The same cannot be said about the phony #WOKE posturing of John Legend and Kelly Clarkson in their pointless and wretched revision of “Baby It’s Cold Outside”. In an utterly shameless grab for virtue points from their online echo chamber, the song is nothing but a cavalcade of the same dumb clichés and platitudes that already permeate the culture. It’s bad enough that a company which manufactures shaving products for men has to push this toxic gruel into the public square, but it’s even worse that the simple pleasures that everyone could once enjoy during Christmas have to get a woke makeover.

This is ultimately what makes John Legend and Kelly Clarkson’s transformation into the Donnie and Marie of Cancel Culture just another contemptible manifestation of America’s descent into Clown World. The most decadent and compromised people on earth are dispensing moral lectures by ruining Christmas songs. Men and women can’t be flirtatious and fall in love anymore. Courtship and chivalry don’t exist. Subsequently, the ultimate virtue is for the man to treat women like radioactive material while encouraging her to #shoutyourabortion and be a “self-partnered” wine aunt. The sheer cynicism and hubris is what makes this truly detestable. It is designed to be the turd in the Christmas punchbowl. They knew it would spark a backlash and they’ll respond with some other predictably idiotic cliche about how they’re “just trying to start a conversation” or “raise awareness”. We’re not buying it, assholes. Do us all a favor and cancel your shitty and unnecessary remake.

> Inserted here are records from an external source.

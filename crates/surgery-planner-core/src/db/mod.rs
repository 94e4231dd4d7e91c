//! Database layer for the surgery planner.

mod registry;
mod schema;

pub use schema::*;

use rusqlite::Connection;
use std::path::Path;
use thiserror::Error;

/// Database errors.
#[derive(Error, Debug)]
pub enum DbError {
    #[error("SQLite error: {0}")]
    Sqlite(#[from] rusqlite::Error),

    #[error("JSON serialization error: {0}")]
    Json(#[from] serde_json::Error),
}

pub type DbResult<T> = Result<T, DbError>;

/// Database connection wrapper.
pub struct Database {
    conn: Connection,
}

impl Database {
    /// Open database at path, creating if needed.
    pub fn open<P: AsRef<Path>>(path: P) -> DbResult<Self> {
        let conn = Connection::open(path)?;
        let db = Self { conn };
        db.initialize()?;
        Ok(db)
    }

    /// Create in-memory database (for testing).
    pub fn open_in_memory() -> DbResult<Self> {
        let conn = Connection::open_in_memory()?;
        let db = Self { conn };
        db.initialize()?;
        Ok(db)
    }

    /// Initialize schema.
    fn initialize(&self) -> DbResult<()> {
        self.conn.execute_batch(SCHEMA)?;
        Ok(())
    }

    /// Get raw connection (for advanced queries).
    pub fn conn(&self) -> &Connection {
        &self.conn
    }
}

Apocalypse Now Redux (1979)

When Apocalypse Now was released, it was heralded as a scathing indictment of the amorality of the Vietnam War. The war that divided America and defined an entire generation of alleged revolutionaries had finally been seen through the unflinching gaze of one of cinema’s greatest artists. In the wake of the release of Apocalypse Now: The Final Cut, the cinematic auteur himself has come clean and said that he doesn’t see it as an antiwar film. This is precisely the feeling with which I was left upon reviewing the film. It reveals the hot war in Vietnam as the merely the overt flipside to the domestic psychological degradation and debasement of the American soul being perpetrated through the media and the culture. If anything, Apocalypse Now reveals the savagery, futility and moral vacuum of modern warfare as its own form of psychological propaganda. The decadence and hedonism that had been unleashed in the counterculture were the exact same tools that were used to keep the ground forces numb to their own pain, loneliness and guilt. Sex, drugs and rock and roll weren’t the signifiers of rebellion that gatekeepers of culture would lead us to believe. The narcotic nihilism of The Doors’ “The End” playing against the symphony of destruction in the film’s opening isn’t really a lament. It’s a psychedelic sedative that’s meant to inoculate you to the juggernaut of inhumanity to which you are about to be subjected. These were the new chains of enslavement deployed by social engineers who had built their careers perfecting the means by which to erode the foundations of a healthy society. The combat was simply the laboratory in which the ideas were tested and the means by which the process was hastened.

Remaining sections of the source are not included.